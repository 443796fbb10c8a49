//! Creating a new project: copy templates, patch shared files, write the manifest

use super::cleanup::CleanupRegistry;
use crate::config::{Language, ProjectConfig};
use crate::error::{Error, Result};
use crate::runtime::command::{init_and_install, CommandRunner, FinalizeOptions, FinalizeReport};
use crate::templates::copier::{self, FileError, MergeReport};
use crate::templates::locator::{CopySpec, Layout, TemplateSet};
use crate::templates::manifest::{self, ComponentsManifest};
use crate::templates::merge;
use std::path::{Path, PathBuf};

/// Scaffold lifecycle
#[derive(Debug, Clone, Copy, PartialEq, Eq)]
pub enum Phase {
    CollectingOptions,
    Generating,
    Initializing,
    Done,
}

/// A generated (not yet initialized) project
#[derive(Debug)]
pub struct Generated {
    pub project_dir: PathBuf,
    pub project_name: String,
    pub files: MergeReport,
    /// Shared files (package.json, tsconfig.json) that could not be patched
    pub merge_errors: Vec<FileError>,
    pub manifest: ComponentsManifest,
}

impl Generated {
    /// Every file copied and patched
    pub fn is_complete(&self) -> bool {
        self.files.is_clean() && self.merge_errors.is_empty()
    }
}

pub struct Scaffolder<'a> {
    templates: &'a TemplateSet,
    registry: CleanupRegistry,
    cli_version: String,
    phase: Phase,
}

impl<'a> Scaffolder<'a> {
    pub fn new(templates: &'a TemplateSet, registry: CleanupRegistry, cli_version: &str) -> Self {
        Self {
            templates,
            registry,
            cli_version: cli_version.to_string(),
            phase: Phase::CollectingOptions,
        }
    }

    pub fn phase(&self) -> Phase {
        self.phase
    }

    /// Project directory for `config`, relative to `cwd` (`"."` is `cwd` itself)
    pub fn destination(config: &ProjectConfig, cwd: &Path) -> PathBuf {
        if config.uses_current_dir() {
            cwd.to_path_buf()
        } else {
            cwd.join(config.project_name())
        }
    }

    /// Name written to package.json and components.json
    fn package_name(config: &ProjectConfig, dest: &Path) -> String {
        if config.uses_current_dir() {
            dest.file_name()
                .map(|n| n.to_string_lossy().into_owned())
                .unwrap_or_else(|| config.project_name().to_string())
        } else {
            config.project_name().to_string()
        }
    }

    /// Write the project. Nothing is written when the destination is not empty
    /// or a template is missing. Per-file copy and patch failures are reported
    /// in [`Generated`] and the project is kept; a failure to write the
    /// manifest removes what this run created.
    pub async fn generate(&mut self, config: &ProjectConfig, cwd: &Path) -> Result<Generated> {
        let dest = Self::destination(config, cwd);
        let name = Self::package_name(config, &dest);

        if dest.is_file() || !copier::is_empty_dir(&dest).await? {
            return Err(Error::DestinationNotEmpty(dest));
        }
        let plan = self.templates.scaffold_plan(config, &dest)?;

        self.phase = Phase::Generating;
        self.registry.arm(&dest)?;
        tracing::info!(dest = %dest.display(), "generating project");

        match self.write_project(config, &plan, &dest, &name).await {
            Ok((files, merge_errors, manifest)) => {
                self.registry.disarm();
                Ok(Generated {
                    project_dir: dest,
                    project_name: name,
                    files,
                    merge_errors,
                    manifest,
                })
            }
            Err(e) => {
                tracing::warn!(error = %e, "generation failed, cleaning up");
                if let Some(outcome) = self.registry.cleanup() {
                    tracing::debug!(removed = outcome.removed.len(), "cleanup finished");
                }
                Err(e)
            }
        }
    }

    async fn write_project(
        &self,
        config: &ProjectConfig,
        plan: &[CopySpec],
        dest: &Path,
        name: &str,
    ) -> Result<(MergeReport, Vec<FileError>, ComponentsManifest)> {
        let mut files = copier::apply(plan).await?;
        let mut merge_errors = Vec::new();

        let package_json = dest.join("package.json");
        if let Err(error) = merge::set_package_name(&package_json, name).await {
            tracing::warn!(%error, "package.json name not set");
            merge_errors.push(FileError {
                path: package_json,
                error,
            });
        }

        if Layout::of(config) == Layout::NoSrc && config.language() == Language::Ts {
            let tsconfig = dest.join("tsconfig.json");
            if let Err(error) = merge::patch_tsconfig(&tsconfig).await {
                tracing::warn!(%error, "tsconfig.json not patched");
                merge_errors.push(FileError {
                    path: tsconfig,
                    error,
                });
            }
        }

        let manifest = ComponentsManifest::new(name, config, &self.cli_version);
        manifest::write(dest, &manifest).await?;
        files.written.push(manifest::manifest_path(dest));

        Ok((files, merge_errors, manifest))
    }

    /// Initialize git and install dependencies. Best-effort; never fails.
    pub async fn finalize<R: CommandRunner>(
        &mut self,
        runner: &R,
        generated: &Generated,
        options: FinalizeOptions,
    ) -> FinalizeReport {
        self.phase = Phase::Initializing;
        let report = init_and_install(runner, &generated.project_dir, options).await;
        self.phase = Phase::Done;
        report
    }
}

#[cfg(test)]
mod tests {
    use super::*;
    use crate::config::{resolve_project, Defaults, ProjectFlags};
    use crate::error::ErrorKind;
    use crate::runtime::command::SystemRunner;
    use std::fs;

    fn config(name: &str, lang: &str, src: bool) -> ProjectConfig {
        let flags = ProjectFlags {
            name: Some(name.into()),
            language: Some(lang.into()),
            docker: Some(false),
            src: Some(src),
            structured: Some(false),
        };
        resolve_project(&flags, &mut Defaults).unwrap()
    }

    fn templates() -> tempfile::TempDir {
        let dir = tempfile::tempdir().unwrap();
        let root = dir.path();
        fs::create_dir_all(root.join("base/ts")).unwrap();
        fs::write(root.join("base/ts/package.json"), r#"{"name":"template"}"#).unwrap();
        fs::write(
            root.join("base/ts/tsconfig.json"),
            r#"{"compilerOptions":{"rootDir":"./src"},"include":["src/**/*"]}"#,
        )
        .unwrap();
        fs::create_dir_all(root.join("modules/src/ts")).unwrap();
        fs::write(root.join("modules/src/ts/index.ts"), "// src").unwrap();
        fs::create_dir_all(root.join("modules/no-src/ts")).unwrap();
        fs::write(root.join("modules/no-src/ts/index.ts"), "// root").unwrap();
        dir
    }

    #[tokio::test]
    async fn test_generate_writes_manifest_and_name() {
        let tpl = templates();
        let set = TemplateSet::new(tpl.path());
        let cwd = tempfile::tempdir().unwrap();
        let mut scaffolder = Scaffolder::new(&set, CleanupRegistry::new(), "0.1.0");

        let generated = scaffolder
            .generate(&config("orders", "ts", true), cwd.path())
            .await
            .unwrap();

        let dir = cwd.path().join("orders");
        assert_eq!(generated.project_dir, dir);
        assert!(dir.join("src/index.ts").exists());
        assert!(dir.join("components.json").exists());
        let pkg = fs::read_to_string(dir.join("package.json")).unwrap();
        assert!(pkg.contains("\"name\": \"orders\""));
        assert!(generated.is_complete());
        assert_eq!(scaffolder.phase(), Phase::Generating);

        // Both steps skipped: nothing is spawned, the lifecycle still completes
        let report = scaffolder
            .finalize(
                &SystemRunner,
                &generated,
                FinalizeOptions {
                    git: false,
                    install: false,
                },
            )
            .await;
        assert!(report.steps.is_empty());
        assert_eq!(scaffolder.phase(), Phase::Done);
    }

    #[tokio::test]
    async fn test_no_src_typescript_patches_tsconfig() {
        let tpl = templates();
        let set = TemplateSet::new(tpl.path());
        let cwd = tempfile::tempdir().unwrap();
        let mut scaffolder = Scaffolder::new(&set, CleanupRegistry::new(), "0.1.0");

        scaffolder
            .generate(&config("flat", "ts", false), cwd.path())
            .await
            .unwrap();

        let ts: serde_json::Value = serde_json::from_str(
            &fs::read_to_string(cwd.path().join("flat/tsconfig.json")).unwrap(),
        )
        .unwrap();
        assert_eq!(ts["compilerOptions"]["rootDir"], "./");
        assert_eq!(ts["include"], serde_json::json!(["*.ts"]));
        assert!(cwd.path().join("flat/index.ts").exists());
    }

    #[tokio::test]
    async fn test_current_dir_uses_directory_name() {
        let tpl = templates();
        let set = TemplateSet::new(tpl.path());
        let parent = tempfile::tempdir().unwrap();
        let cwd = parent.path().join("billing");
        fs::create_dir(&cwd).unwrap();
        let mut scaffolder = Scaffolder::new(&set, CleanupRegistry::new(), "0.1.0");

        let generated = scaffolder.generate(&config(".", "ts", true), &cwd).await.unwrap();
        assert_eq!(generated.project_name, "billing");
        assert_eq!(generated.manifest.name, "billing");
    }

    #[tokio::test]
    async fn test_non_empty_destination_is_untouched() {
        let tpl = templates();
        let set = TemplateSet::new(tpl.path());
        let cwd = tempfile::tempdir().unwrap();
        fs::create_dir(cwd.path().join("taken")).unwrap();
        fs::write(cwd.path().join("taken/keep.txt"), "keep").unwrap();
        let registry = CleanupRegistry::new();
        let mut scaffolder = Scaffolder::new(&set, registry.clone(), "0.1.0");

        let err = scaffolder
            .generate(&config("taken", "ts", true), cwd.path())
            .await
            .unwrap_err();
        assert!(matches!(err, Error::DestinationNotEmpty(_)));
        assert!(!registry.is_armed());
        assert_eq!(fs::read_dir(cwd.path().join("taken")).unwrap().count(), 1);
    }

    #[tokio::test]
    async fn test_broken_package_json_keeps_project() {
        let tpl = templates();
        fs::write(tpl.path().join("base/ts/package.json"), "{ nope").unwrap();
        let set = TemplateSet::new(tpl.path());
        let cwd = tempfile::tempdir().unwrap();
        let registry = CleanupRegistry::new();
        let mut scaffolder = Scaffolder::new(&set, registry.clone(), "0.1.0");

        let generated = scaffolder
            .generate(&config("broken", "ts", true), cwd.path())
            .await
            .unwrap();

        let dir = cwd.path().join("broken");
        assert!(!generated.is_complete());
        assert_eq!(generated.merge_errors.len(), 1);
        assert_eq!(generated.merge_errors[0].path, dir.join("package.json"));
        assert!(matches!(
            generated.merge_errors[0].error,
            Error::MalformedJson { .. }
        ));
        assert!(dir.join("src/index.ts").exists());
        assert!(dir.join("components.json").exists());
        assert!(!registry.is_armed());
    }

    #[tokio::test]
    async fn test_unpatchable_tsconfig_keeps_flat_project() {
        let tpl = templates();
        fs::write(tpl.path().join("base/ts/tsconfig.json"), "{ // comment\n}").unwrap();
        let set = TemplateSet::new(tpl.path());
        let cwd = tempfile::tempdir().unwrap();
        let mut scaffolder = Scaffolder::new(&set, CleanupRegistry::new(), "0.1.0");

        let generated = scaffolder
            .generate(&config("flat", "ts", false), cwd.path())
            .await
            .unwrap();

        let dir = cwd.path().join("flat");
        assert_eq!(generated.merge_errors.len(), 1);
        assert_eq!(generated.merge_errors[0].path, dir.join("tsconfig.json"));
        assert!(dir.join("index.ts").exists());
        assert!(dir.join("components.json").exists());
        let pkg = fs::read_to_string(dir.join("package.json")).unwrap();
        assert!(pkg.contains("\"name\": \"flat\""));
    }

    #[tokio::test]
    async fn test_manifest_write_failure_removes_created_directory() {
        let tpl = templates();
        // A directory where components.json goes makes the manifest write fail
        fs::create_dir_all(tpl.path().join("base/ts/components.json")).unwrap();
        let set = TemplateSet::new(tpl.path());
        let cwd = tempfile::tempdir().unwrap();
        let registry = CleanupRegistry::new();
        let mut scaffolder = Scaffolder::new(&set, registry.clone(), "0.1.0");

        let err = scaffolder
            .generate(&config("broken", "ts", true), cwd.path())
            .await
            .unwrap_err();
        assert_eq!(err.kind(), ErrorKind::Io);
        assert!(!cwd.path().join("broken").exists());
        assert!(!registry.is_armed());
    }
}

━━━━━━━━

**What to do:** Would you please show every line of the material above that includes the string "rootDir"?

**Solution to this task:**
            r#"{"compilerOptions":{"rootDir":"./src"},"include":["src/**/*"]}"#,
        assert_eq!(ts["compilerOptions"]["rootDir"], "./");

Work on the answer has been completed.